CHIMANIMANI – Despite the general decline in health services in the country over the past decade, two Manicaland hospitals have defied the odds by offering international infantile health services.
The two hospitals, Mutambara District and Biriri Rural Hospital, are part of the three such health facilities nationally which were given the recognition of their excellent service delivery systems in a 2014 survey.
Speaking at the accreditation of Baby Friendly Hospital initiative the International Baby Friendly Status to the institutions Provincial Medical Director Dr Patron Mafaune said at the (BHFI) accreditation celebrations recently.
PMD, Dr Patron Mafaune said 27 hospitals and clinics in Zimbabwe were assessed in December 2014 and three hospitals met the minimum standards according to the Global Criteria and have been accredited the BFHI status.
“Towards end of year 2014 the national authorities conducted assessments to 27 health facilities in the country.
In Manicaland, the assessments were carried out at Mutambara Mission Hospital, Rusitu Mission Hospital, Biriiri Rural Hospital, Birchenough Bridge Hospital and Murambinda Hospital. Mutambara and Biriiri met the minimum standards according to the Global Criteria and have been accredited the BFHI status,”said PMD Mafaune.
She added that mothers should be well informed about what benefits their babies derive from breastfeeding.
“Exclusive breastfeeding and adequate complementary feeding are key interventions for improving child survival, potentially saving the lives of about 20% of children under ﬁve.

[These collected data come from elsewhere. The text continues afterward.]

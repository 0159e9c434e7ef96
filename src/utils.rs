// Directory enumeration and small path helpers, kept thin over std::fs.

use std::fs;
use std::path::{Path, PathBuf};

use crate::error::{Error, Result};

/// Collects `*.txt` entries directly under `dir` in the filesystem's natural
/// enumeration order (not sorted).
pub fn list_text_files(dir: &Path) -> Result<Vec<PathBuf>> {
    let mut paths = Vec::new();
    for entry in fs::read_dir(dir)? {
        let entry = entry?;
        let path = entry.path();
        if path.is_file() && path.extension().map(|ext| ext == "txt").unwrap_or(false) {
            paths.push(path);
        }
    }
    Ok(paths)
}

/// The basename a per-file record stores on the wire, so a decompressed
/// record can never escape its output directory.
pub fn basename(path: &Path) -> Result<String> {
    path.file_name()
        .and_then(|n| n.to_str())
        .map(String::from)
        .ok_or_else(|| Error::Fatal(format!("{} has no file name component", path.display())))
}
// Per-file compression and decompression workers. Each function here is
// the complete job handed to one `rayon` task.

use std::fs::{self, File};
use std::io::{BufReader, Seek, SeekFrom};
use std::path::{Path, PathBuf};

use log::info;

use crate::bitio::{BitReader, BitWriter};
use crate::block::{self, RecordHeader};
use crate::codes::generate_codes;
use crate::error::{Error, Result};
use crate::freq::{read_code_points, FreqTable};
use crate::tree::{build_tree, read_tree, write_tree, Node};
use crate::utils::basename;

/// A fully-formed per-file record, built entirely in memory. `body` holds
/// every byte of the record *after* its leading `offset` field — the
/// orchestrator fills that field in once it has acquired the archive-write
/// lock and knows the record's real position.
pub struct CompressedRecord {
    pub filename: String,
    pub uncompressed_len: u64,
    pub body: Vec<u8>,
}

/// Reads, tabulates, builds the tree, generates codes, and serializes the
/// whole record into a staging buffer for one input file. Nothing here
/// touches the shared archive.
pub fn compress_file(path: &Path) -> Result<CompressedRecord> {
    info!("compressing {}", path.display());

    let code_points = read_code_points(path)?;
    if code_points.is_empty() {
        return Err(Error::EmptyAlphabet { path: path.display().to_string() });
    }

    let table = FreqTable::from_code_points(&code_points);
    let root = build_tree(&table)?;
    let codes = generate_codes(&root)?;
    let filename = basename(path)?;
    let single_leaf = root.is_leaf();

    let mut writer = BitWriter::new(Vec::new());
    block::write_record_prefix(&mut writer, &filename, code_points.len() as u64)?;
    write_tree(&mut writer, Some(&root))?;

    for &cp in &code_points {
        if single_leaf {
            // A lone symbol gets an arbitrary 1-bit code so the decoder can
            // still make progress one bit at a time.
            writer.write_bit(0)?;
        } else {
            let code = codes
                .get(&cp)
                .ok_or_else(|| Error::Fatal(format!("no code generated for U+{cp:04X}")))?;
            writer.write_code(code)?;
        }
    }

    let body = writer.into_inner()?;
    info!("finished compressing {} ({} code points)", path.display(), code_points.len());
    Ok(CompressedRecord { filename, uncompressed_len: code_points.len() as u64, body })
}

/// Seeks to a record's offset on a private handle, decodes it, and writes
/// the result under `output_dir`.
pub fn decompress_file(archive_path: &Path, offset: u64, output_dir: &Path, index: usize) -> Result<()> {
    info!("decompressing record {index}");

    let mut file = File::open(archive_path)?;
    file.seek(SeekFrom::Start(offset))?;
    let mut reader = BitReader::new(BufReader::new(file));

    let record = RecordHeader::read(&mut reader)?;
    let root = read_tree(&mut reader)?
        .ok_or_else(|| Error::MalformedArchive("record has an empty tree".into()))?;

    let text = decode_symbols(&mut reader, &root, record.uncompressed_len)?;

    let out_path: PathBuf = output_dir.join(&record.filename);
    if let Some(parent) = out_path.parent() {
        fs::create_dir_all(parent)?;
    }
    fs::write(&out_path, text)?;

    info!("finished decompressing record {index} -> {}", out_path.display());
    Ok(())
}

/// Tree-walk decode, including the single-leaf special case: a degenerate
/// one-leaf tree consumes exactly one (discarded) bit per emitted code
/// point instead of walking absent children.
fn decode_symbols<R: std::io::Read>(reader: &mut BitReader<R>, root: &Node, count: u64) -> Result<String> {
    let mut out = String::new();

    if root.is_leaf() {
        let ch = char::from_u32(root.code_point)
            .ok_or_else(|| Error::MalformedArchive(format!("U+{:04X} is not a valid code point", root.code_point)))?;
        for _ in 0..count {
            reader.read_bit()?;
            out.push(ch);
        }
        return Ok(out);
    }

    let mut emitted = 0u64;
    while emitted < count {
        let mut cursor = root;
        while !cursor.is_leaf() {
            let bit = reader.read_bit()?;
            cursor = if bit == 0 {
                cursor.left.as_deref().ok_or_else(|| Error::Fatal("internal node missing left child".into()))?
            } else {
                cursor.right.as_deref().ok_or_else(|| Error::Fatal("internal node missing right child".into()))?
            };
        }
        let ch = char::from_u32(cursor.code_point)
            .ok_or_else(|| Error::MalformedArchive(format!("U+{:04X} is not a valid code point", cursor.code_point)))?;
        out.push(ch);
        emitted += 1;
    }
    Ok(out)
}

#[cfg(test)]
mod tests {
    use super::*;
    use std::io::Write as _;
    use tempfile::tempdir;

    #[test]
    fn compress_then_decode_in_process_round_trips() {
        let dir = tempdir().unwrap();
        let input_path = dir.path().join("sample.txt");
        std::fs::write(&input_path, "héllo wörld\n").unwrap();

        let record = compress_file(&input_path).unwrap();

        // Splice the record together with its (known, since this is a
        // single-record test) offset of 0, then decode it back.
        let mut whole = Vec::new();
        whole.extend_from_slice(&0u64.to_le_bytes());
        whole.extend_from_slice(&record.body);
        let archive_path = dir.path().join("archive.bin");
        std::fs::File::create(&archive_path).unwrap().write_all(&whole).unwrap();

        let out_dir = dir.path().join("out");
        decompress_file(&archive_path, 0, &out_dir, 0).unwrap();

        let restored = std::fs::read_to_string(out_dir.join("sample.txt")).unwrap();
        assert_eq!(restored, "héllo wörld\n");
    }

    #[test]
    fn empty_file_is_empty_alphabet() {
        let dir = tempdir().unwrap();
        let input_path = dir.path().join("empty.txt");
        std::fs::write(&input_path, "").unwrap();
        assert!(matches!(compress_file(&input_path), Err(Error::EmptyAlphabet { .. })));
    }
}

This places an obligation on the Government and society as a whole to create favourable conditions, and to remove obstacles to breastfeeding, including all forms of promotion of breast milk substitutes, bottles and teats, as provided for in the International Code of Marketing of Breast milk Substitutes (The International Code) and subsequent relevant World Health Assembly (WHA) Resolutions,” she said.
Dr Mafaune said breast feeding provides an ideal source of nutrients, and is economical and safe.
“Breastfeeding for the first two years of life protects children from ear infections, eczema, asthma, obesity, childhood cancer, diarrhoea and vomiting, diabetes and Sudden Infant Death Syndrome.
We recommend early initiation of breastfeeding within the 1st hour of birth and exclusive breastfeeding up to the age of six months with the introduction of complementary feeds after six months and continued breastfeeding up to two years or beyond,” she said.
PMD Mafaune expressed concern over the low percentage of babies in Manicaland that are being breastfed for the recommended two years.
“According to the MICS and Demographic Health Surveys (DHS) of 2014 about only half of the infants in Manicaland are being initiated on breast milk within one hour of birth and only 35% are being exclusively breastfed for the first six months of life.
About 91% are being breastfed up to the age of one year and only 15 % are being breastfed up to the age of two years,” said PMD Mafaune.
She added that the critical ‘window of opportunity’ that exists between birth and the child’s second year of life paves way for a strong, healthy and productive future.
“Optimal nutrition, exclusive breastfeeding and minimum acceptable diet from 0-23 months have a lasting impact on a child’s growth, development and future productivity.
Absence of proper nutrition during this critical period exposes the child to frequent and severe childhood illnesses, stunted growth, development delays and death,” she said.
PMD Mafaune however urged the two clinics to maintain their status of being ‘baby friendly’ so that in the next five years it won’t be taken from them when other assessments will be done.
“If you don’t underperform you will be stripped down of this precious award .In the next five years other assessments will be held and you should be the best by then,” she said.
Speaking at the same occasion Provincial Nutritionist Mr. Zephaniah Gomora said the goals of the Baby-friendly Hospital Initiative are to transform hospitals and maternity facilities through implementation of the ten steps to successful Breastfeeding.
Since the BFHI began more than 12,000 facilities in 134 countries have been designated Baby Friendly, more mothers are breastfeeding their infants and child health has improved,” said Gomora.
The Baby-friendly Hospital Initiative (BFHI) was launched by World Health Organization(WHO) and UNICEF in 1991, following the Innocenti Declaration of 1990 that aims to give every baby the best start in life by creating a health care environment that supports breastfeeding as the norm.